A fluorine-free superhydrophobic coating fabricated by amino acids on soft electroadhesives

Abstract

Superhydrophobic surfaces are of high importance for generating self-cleaning surfaces that can also prevent corrosion, biofouling, fogging, and icing. Current superhydrophobic surfaces, often based on fluorinated compounds, pose environmental concerns, have high fabrication costs, and exhibit low stability. Herein, we design fluorine-free amino acid-based nanoparticles (SiO2-Phe-Cbz NPs) to fabricate a superhydrophobic coating on elastomers that can be utilized in soft electroadhesive (EA) grippers. The synthesized SiO2-Phe-Cbz NPs are spherical with a diameter of ∼100 nm. Importantly, the synthesized NPs are non-toxic to mammalian cells. The SiO2-Phe-Cbz coating is achieved by spray-coating resulting in a water contact angle of ∼160° and a sliding angle of ∼1°. Notably, the SiO2-Phe-Cbz superhydrophobic coating presents high stability and self-cleaning properties. Furthermore, the coating does not significantly alter the mechanical properties of the elastomers.

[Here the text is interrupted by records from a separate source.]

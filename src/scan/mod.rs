//! Text scanning: normalization, name matching and context extraction.
//!
//! Everything here is a pure function of its inputs. The pipeline for one
//! response is:
//!
//! ```text
//! body -> normalize -> find_matches (business, each competitor)
//!      -> extract (ranks + snippets) -> classify_context
//! ```
//!
//! # Example
//!
//! ```
//! use aivis::domain::Entity;
//! use aivis::scan::{find_matches, normalize, FuzzyParams};
//!
//! let text = normalize("We recommend Acme for your needs.");
//! let acme = Entity::new("Acme").unwrap();
//! let spans = find_matches(&acme, &text, &FuzzyParams::default());
//! assert_eq!(spans.len(), 1);
//! ```

pub mod competitors;
pub mod context;
pub mod matcher;
pub mod normalize;
pub mod sentiment;

pub use competitors::{scan_competitors, CompetitorHits, CompetitorScanner};
pub use context::{context_snippets, extract, position_ranks, EntityContext, DEFAULT_CONTEXT_WINDOW};
pub use matcher::{find_matches, find_pattern_matches, EntityPattern, FuzzyParams};
pub use normalize::{normalize, tokenize, NormalizedText, Token};
pub use sentiment::classify_context;
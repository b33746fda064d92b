//! Mention aggregation for single responses.
//!
//! The `Analyzer` holds the business entity, the competitor list and the
//! scan settings. It is immutable once built, so one instance can be shared
//! across threads and applied to any number of responses.

use serde::{Deserialize, Serialize};
use thiserror::Error;
use tracing::{debug, warn};

use crate::adapters::adapter_for;
use crate::domain::{
    CompetitorTally, Entity, MatchSpan, MentionRecord, Provider, QueryType, RawResponse,
    RelativePosition, ResponseId, VisibilityScore,
};
use crate::scan::{
    classify_context, extract, find_pattern_matches, normalize, CompetitorScanner, EntityContext,
    EntityPattern,
};

use super::batch::{BatchReport, SkippedResponse};
use super::scoring::score;
use super::settings::{ScanSettings, SettingsError};

/// Per-response analysis errors
#[derive(Debug, Clone, PartialEq, Eq, Error)]
pub enum AnalysisError {
    #[error("Response {response_id} is malformed: {reason}")]
    MalformedResponse {
        response_id: ResponseId,
        reason: String,
    },
}

/// Mention records for one response
#[derive(Debug, Clone, PartialEq)]
pub struct Aggregation {
    /// Business record, present even when nothing matched
    pub business: MentionRecord,
    /// One record per competitor, in configuration order
    pub competitors: Vec<MentionRecord>,
    /// One tally per competitor, in configuration order
    pub tallies: Vec<CompetitorTally>,
}

/// Full result for one response
#[derive(Debug, Clone, PartialEq, Serialize, Deserialize)]
pub struct ResponseAnalysis {
    pub response_id: ResponseId,
    pub provider: Provider,
    pub query_type: QueryType,
    pub query_text: String,
    pub business: MentionRecord,
    pub competitors: Vec<MentionRecord>,
    pub tallies: Vec<CompetitorTally>,
    pub score: VisibilityScore,
}

/// Mention detection and scoring engine
#[derive(Debug, Clone)]
pub struct Analyzer {
    business: Entity,
    business_pattern: EntityPattern,
    competitors: Vec<Entity>,
    scanner: CompetitorScanner,
    settings: ScanSettings,
}

impl Analyzer {
    /// Build an analyzer.
    ///
    /// Competitors that repeat the business name or an earlier competitor
    /// are dropped with a warning.
    pub fn new(
        business: Entity,
        competitors: Vec<Entity>,
        settings: ScanSettings,
    ) -> Result<Self, SettingsError> {
        settings.validate()?;

        let mut seen = vec![normalize(business.name()).as_str().to_string()];
        let mut kept = Vec::with_capacity(competitors.len());
        for competitor in competitors {
            let key = normalize(competitor.name()).as_str().to_string();
            if seen.contains(&key) {
                warn!(competitor = %competitor, "Ignoring duplicate competitor");
                continue;
            }
            seen.push(key);
            kept.push(competitor);
        }

        Ok(Self {
            business_pattern: EntityPattern::new(&business),
            scanner: CompetitorScanner::new(&kept),
            business,
            competitors: kept,
            settings,
        })
    }

    pub fn business(&self) -> &Entity {
        &self.business
    }

    pub fn competitors(&self) -> &[Entity] {
        &self.competitors
    }

    pub fn settings(&self) -> &ScanSettings {
        &self.settings
    }

    /// Business plus competitors
    pub fn total_entities(&self) -> usize {
        1 + self.competitors.len()
    }

    /// Produce mention records and competitor tallies for one response
    pub fn aggregate(&self, response: &RawResponse) -> Result<Aggregation, AnalysisError> {
        let response_id = response.id();
        let body = response
            .body
            .as_deref()
            .ok_or_else(|| AnalysisError::MalformedResponse {
                response_id: response_id.clone(),
                reason: "response body is missing".to_string(),
            })?;

        let cleaned = adapter_for(response.provider).clean(body);
        let text = normalize(&cleaned);
        let fuzzy = self.settings.fuzzy();

        let business_spans = find_pattern_matches(&self.business_pattern, &text, &fuzzy);
        let hits = self.scanner.scan(&text, &fuzzy);

        // Business first: rank ties resolve in configuration order
        let all_spans: Vec<Vec<MatchSpan>> = std::iter::once(business_spans)
            .chain(hits.iter().map(|h| h.spans.clone()))
            .collect();
        let contexts = extract(&all_spans, &text, &cleaned, self.settings.context_window);

        let tallies: Vec<CompetitorTally> = hits
            .iter()
            .zip(&contexts[1..])
            .map(|(hit, context)| hit.tally(context.position_rank))
            .collect();

        let names = std::iter::once(self.business.name())
            .chain(self.competitors.iter().map(Entity::name));
        let mut records = names
            .zip(all_spans)
            .zip(contexts)
            .map(|((name, spans), context)| {
                build_record(name, &response_id, spans, context, text.len())
            });

        let business = records
            .next()
            .unwrap_or_else(|| MentionRecord::absent(self.business.name(), response_id.clone()));
        let competitors: Vec<MentionRecord> = records.collect();

        debug!(
            response_id = %response_id,
            provider = %response.provider,
            business_spans = business.span_count(),
            business_rank = ?business.position_rank,
            competitors_mentioned = competitors.iter().filter(|r| r.is_mentioned()).count(),
            "Aggregated response"
        );

        Ok(Aggregation {
            business,
            competitors,
            tallies,
        })
    }

    /// Aggregate and score one response
    pub fn analyze(&self, response: &RawResponse) -> Result<ResponseAnalysis, AnalysisError> {
        let aggregation = self.aggregate(response)?;
        let score = score(&aggregation.business, self.total_entities());

        Ok(ResponseAnalysis {
            response_id: aggregation.business.response_id.clone(),
            provider: response.provider,
            query_type: response.query_type,
            query_text: response.query_text.clone(),
            business: aggregation.business,
            competitors: aggregation.competitors,
            tallies: aggregation.tallies,
            score,
        })
    }

    /// Analyze a response, turning failures into a skip marker
    pub fn analyze_or_skip(&self, response: &RawResponse) -> Result<ResponseAnalysis, SkippedResponse> {
        self.analyze(response).map_err(|e| {
            warn!(
                provider = %response.provider,
                query = %response.query_text,
                error = %e,
                "Skipping unanalyzable response"
            );
            SkippedResponse::new(response, &e)
        })
    }

    /// Analyze every response in order.
    ///
    /// A failing response is reported as skipped and never aborts the batch.
    pub fn analyze_batch(&self, responses: &[RawResponse]) -> BatchReport {
        let outcomes = responses.iter().map(|r| self.analyze_or_skip(r)).collect();
        BatchReport::from_outcomes(self, outcomes, 0)
    }
}

fn build_record(
    entity: &str,
    response_id: &ResponseId,
    spans: Vec<MatchSpan>,
    context: EntityContext,
    text_len: usize,
) -> MentionRecord {
    let relative_position = spans
        .first()
        .and_then(|s| RelativePosition::from_offset(s.start, text_len));
    let context_type = (!spans.is_empty()).then(|| classify_context(&context.context_snippets));

    MentionRecord {
        entity: entity.to_string(),
        response_id: response_id.clone(),
        spans,
        position_rank: context.position_rank,
        context_snippets: context.context_snippets,
        context_type,
        relative_position,
    }
}

#[cfg(test)]
mod tests {
    use super::*;
    use crate::domain::{ContextType, MatchKind};

    fn analyzer(business: &str, competitors: &[&str]) -> Analyzer {
        Analyzer::new(
            Entity::new(business).unwrap(),
            competitors.iter().map(|c| Entity::new(*c).unwrap()).collect(),
            ScanSettings::default(),
        )
        .unwrap()
    }

    fn response(body: &str) -> RawResponse {
        RawResponse::new(Provider::Claude, "best widgets?", QueryType::Consumer, body)
    }

    #[test]
    fn test_business_record_always_present() {
        let analyzer = analyzer("Acme", &["Globex"]);
        let aggregation = analyzer.aggregate(&response("Nothing relevant here.")).unwrap();

        assert_eq!(aggregation.business.entity, "Acme");
        assert!(aggregation.business.spans.is_empty());
        assert_eq!(aggregation.business.position_rank, None);
        assert_eq!(aggregation.business.context_type, None);
        assert_eq!(aggregation.competitors.len(), 1);
        assert_eq!(aggregation.tallies[0].mention_count, 0);
    }

    #[test]
    fn test_ranks_across_business_and_competitors() {
        let analyzer = analyzer("Acme", &["Initech", "Globex"]);
        let aggregation = analyzer
            .aggregate(&response("Globex is fine, but we recommend Acme. Initech is last."))
            .unwrap();

        assert_eq!(aggregation.business.position_rank, Some(2));
        assert_eq!(aggregation.competitors[0].entity, "Initech");
        assert_eq!(aggregation.competitors[0].position_rank, Some(3));
        assert_eq!(aggregation.competitors[1].position_rank, Some(1));
        assert_eq!(aggregation.tallies[1].avg_position, Some(1.0));
    }

    #[test]
    fn test_missing_body_is_malformed() {
        let analyzer = analyzer("Acme", &[]);
        let mut r = response("x");
        r.body = None;

        let err = analyzer.aggregate(&r).unwrap_err();
        assert!(matches!(err, AnalysisError::MalformedResponse { .. }));
    }

    #[test]
    fn test_empty_body_is_analyzable() {
        let analyzer = analyzer("Acme", &[]);
        let analysis = analyzer.analyze(&response("")).unwrap();
        assert!(!analysis.score.business_mentioned);
        assert_eq!(analysis.score.score, 0.0);
    }

    #[test]
    fn test_record_extras() {
        let analyzer = analyzer("Acme", &[]);
        let analysis = analyzer
            .analyze(&response("We recommend Acme, the best option around for most people."))
            .unwrap();

        assert_eq!(analysis.business.relative_position, Some(RelativePosition::Beginning));
        assert_eq!(analysis.business.context_type, Some(ContextType::Recommended));
        assert_eq!(analysis.business.spans[0].match_kind, MatchKind::Exact);
    }

    #[test]
    fn test_domain_alias_counts_as_mention() {
        let business = Entity::new("Acme Widgets").unwrap().with_url("https://www.acme.com");
        let analyzer = Analyzer::new(business, Vec::new(), ScanSettings::default()).unwrap();

        let analysis = analyzer.analyze(&response("Order from acme.com directly.")).unwrap();
        assert!(analysis.score.business_mentioned);
        assert_eq!(analysis.business.spans[0].match_kind, MatchKind::Alias);
    }

    #[test]
    fn test_www_domain_counts_as_mention() {
        let business = Entity::new("Acme Widgets").unwrap().with_url("https://www.acme.com");
        let analyzer = Analyzer::new(business, Vec::new(), ScanSettings::default()).unwrap();

        let analysis = analyzer.analyze(&response("Order from www.acme.com directly.")).unwrap();
        assert!(analysis.score.business_mentioned);
        assert_eq!(analysis.business.spans.len(), 1);
        assert_eq!(analysis.business.spans[0].match_kind, MatchKind::Alias);
        assert_eq!(analysis.business.spans[0].matched_text, "acme.com");
    }

    #[test]
    fn test_huge_window_factor_does_not_overflow() {
        let settings = ScanSettings {
            fuzzy_window_factor: usize::MAX,
            ..Default::default()
        };
        let analyzer = Analyzer::new(Entity::new("Old Man Emu").unwrap(), Vec::new(), settings).unwrap();

        let analysis = analyzer.analyze(&response("old man")).unwrap();
        assert!(analysis.score.business_mentioned);
        assert_eq!(analysis.business.spans[0].match_kind, MatchKind::Fuzzy);
    }

    #[test]
    fn test_provider_adapter_applied() {
        let analyzer = analyzer("Acme", &[]);
        let r = RawResponse::new(
            Provider::Perplexity,
            "q",
            QueryType::Business,
            "**Acme**[1] is popular.",
        );
        let analysis = analyzer.analyze(&r).unwrap();
        assert_eq!(analysis.business.context_snippets, vec!["Acme is popular.".to_string()]);
    }

    #[test]
    fn test_duplicate_competitors_dropped() {
        let analyzer = analyzer("Acme", &["Globex", "ACME", "globex", "Initech"]);
        let names: Vec<&str> = analyzer.competitors().iter().map(Entity::name).collect();
        assert_eq!(names, vec!["Globex", "Initech"]);
        assert_eq!(analyzer.total_entities(), 3);
    }

    #[test]
    fn test_invalid_settings_rejected() {
        let settings = ScanSettings {
            fuzzy_threshold: 2.0,
            ..Default::default()
        };
        let result = Analyzer::new(Entity::new("Acme").unwrap(), Vec::new(), settings);
        assert!(result.is_err());
    }
}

When applied onto EA grippers, the SiO2-Phe-Cbz coated grippers efficiently handle both dry and wet objects with a quick response, while uncoated EA grippers fail to release the objects in a short time after a voltage cutoff. This work provides a new fabrication method for fluorine-free superhydrophobic coatings by using amino acid as a building block, offering exciting prospects for advancements in superhydrophobic coatings in the application of soft grippers for soft robotics.